I am a 13-year-old daughter and a sister to a 11-year-old brother who was diagnosed with an incurable illness. My life was really very good until I heard the bad news and then everything seemed to go wrong. My brother did not know he was going to die because he was badly brain damaged so we all had to be careful with what we said. His friends stopped coming to see him which made me very angry. He went to a special school now and they were very nice to him and we met a lot of other families with sick kids and made friends with a lot of them. My friends were very nice to me and I wanted to be with them most of the time however I felt a bit guilty not being with my brother all the time and I also felt very sad and mixed up at times. My father was very annoying and always treating me like a baby or just ignoring me. Mum was good. Maybe it was because she had seen her brother die when she was about my age. Sometimes I felt like no one knew I was living in the same house. I got very angry watching him get worse and I was with him when he died. It was terrible and I was absolutely frightened. I miss him so much. We were great play mates but he could be very annoying. I think of all the things we will never do together again or even those things we could do when we got older together.

What were those people thinking that said they knew how I felt when they asked me to be good as my poor parents were suffering so much? Did they think my pain was less? Didn’t I love my brother as much? Why did I not get the same attention as them? Why did those from the hospital stop talking to me when my brother died?
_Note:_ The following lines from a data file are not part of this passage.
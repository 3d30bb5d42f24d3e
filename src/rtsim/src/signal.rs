//! Per-thread signals
use core::{
    fmt,
    sync::atomic::{AtomicU64, Ordering},
};

use crate::{
    error::{ClearSignalError, WaitSignalError},
    event_flags::{EventBits, FlagSet, WaitFailure, WaitFlags},
    port::{Port, ThreadKey},
    time::Timeout,
};

/// The value of `ThreadSignal::owner` before [`ThreadSignal::bind_current`].
const UNBOUND: u64 = 0;

/// A [`FlagSet`] owned by a single thread.
///
/// Any thread can [`set`] bits, but only the owning thread can [`wait`] for
/// them or [`clear`] them. Waiting always consumes the bits it was waiting
/// for.
///
/// [`set`]: Self::set
/// [`wait`]: Self::wait
/// [`clear`]: Self::clear
pub struct ThreadSignal<P: Port> {
    flags: FlagSet<P>,
    owner: AtomicU64,
}

impl<P: Port> ThreadSignal<P> {
    /// Construct a `ThreadSignal` that isn't bound to any thread yet.
    pub fn new() -> Self {
        Self {
            flags: FlagSet::new(),
            owner: AtomicU64::new(UNBOUND),
        }
    }

    /// Make the calling thread the owner.
    ///
    /// This is meant to be called once by the thread's entry point, before
    /// running the thread body.
    pub fn bind_current(&self) {
        let key = P::current_thread_key();
        let prev = self.owner.swap(key.get(), Ordering::AcqRel);
        log::debug!(
            "ThreadSignal({:p}) bound to thread {} (was {})",
            self,
            key,
            prev
        );
    }

    /// Get the key of the owning thread.
    pub fn owner(&self) -> Option<ThreadKey> {
        ThreadKey::new(self.owner.load(Ordering::Acquire))
    }

    fn expect_owner(&self) -> Result<(), ClearSignalError> {
        if self.owner.load(Ordering::Acquire) == P::current_thread_key().get() {
            Ok(())
        } else {
            Err(ClearSignalError::NoSuchThread)
        }
    }

    /// Set the specified bits, returning the previous value. Can be called
    /// from any thread.
    #[inline]
    pub fn set(&self, mask: EventBits) -> EventBits {
        self.flags.set(mask)
    }

    /// Clear the specified bits, returning the previous value.
    pub fn clear(&self, mask: EventBits) -> Result<EventBits, ClearSignalError> {
        self.expect_owner()?;
        Ok(self.flags.clear(mask))
    }

    /// Get the current bits.
    #[inline]
    pub fn get(&self) -> EventBits {
        self.flags.get()
    }

    /// Wait for signals and consume them.
    ///
    /// If `mask` is zero, this waits until any bit is set and clears every
    /// bit. Otherwise, this waits until all of the bits in `mask` are set and
    /// clears them. Returns the bits observed before clearing.
    pub fn wait(
        &self,
        mask: EventBits,
        timeout: Timeout,
    ) -> Result<EventBits, WaitFailure<WaitSignalError>> {
        if let Err(e) = self.expect_owner() {
            return Err(WaitFailure {
                error: e.into(),
                bits: self.flags.get(),
            });
        }

        let (mask, flags) = if mask == 0 {
            (EventBits::MAX, WaitFlags::CLEAR)
        } else {
            (mask, WaitFlags::ALL | WaitFlags::CLEAR)
        };

        self.flags.wait(mask, flags, timeout).map_err(WaitFailure::cast)
    }
}

impl<P: Port> Default for ThreadSignal<P> {
    fn default() -> Self {
        Self::new()
    }
}

impl<P: Port> fmt::Debug for ThreadSignal<P> {
    fn fmt(&self, f: &mut fmt::Formatter) -> fmt::Result {
        f.debug_struct("ThreadSignal")
            .field("flags", &self.flags)
            .field("owner", &self.owner())
            .finish()
    }
}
 I am the eldest of three brothers and my youngest brother recently died in a car accident at the age of 17. We were a happy family in comparison to most that my friends seem to have. I am 28 years old and I am so angry at him and the world. He was so rebellious and we had a disagreement the day he was killed about his driving attitude. Our family is just so shattered and at each other’s throats. We all seem to have different opinions but share the vast varieties of pain of having someone die who we all loved so much. The only thing that we seem to agree on is that we all thankful he didn’t kill anybody else. None of us are handling it the same way and all of us are in different moods by the hour. I think I will have to get out of the house for awhile as they are driving me mad and I feel unsupported.

 

Why did my friends have to continue to let me know that it was his fault and that it was fortunate that no one else was killed? Why is it such a big deal to them when the police are not that sure that he was being rash? What gave them the understanding and presumption of how we must feel about this piece of hellish news?

 

I have just listed a few examples that show how the assumptions that some people make when they choose to show their grief expertise and cheer up the afflicted are so wide of the mark and so very hurtful. No one knows how another person feels! It is not humanly possible. Even if you have had the same event happen to you have not had the same experience. All you know is how you felt! Not anyone else! Not your partner, parent or pal. My suggestion when you encounter someone dealing with death or a severe life event that you have had is to stop all your thoughts and desires to share. Just cease the human impulse to be of help at that point in time. Immerse yourself in a retrospective bath of memories and see how well you came out of the wash.

Let your experiences and learnings be seen in your demeanour and how well you listen and love. Let your example show your calmness, acceptance and total honesty and be the future hope for their recovery. Share tears if you wish but not unasked for advice and never proffer any profound dictums. Remember at best you only have your experience, circumstance and the tools with which you managed your own rebuild. There is an enormity of unknown information that is not available to us when we meet people or even after 50 years of marriage to them. Be with them, walk beside them, encourage them to talk about their feelings and pain if they wish and most of all love them for you are about to share the miracle of suffering, resilience and reconstruction.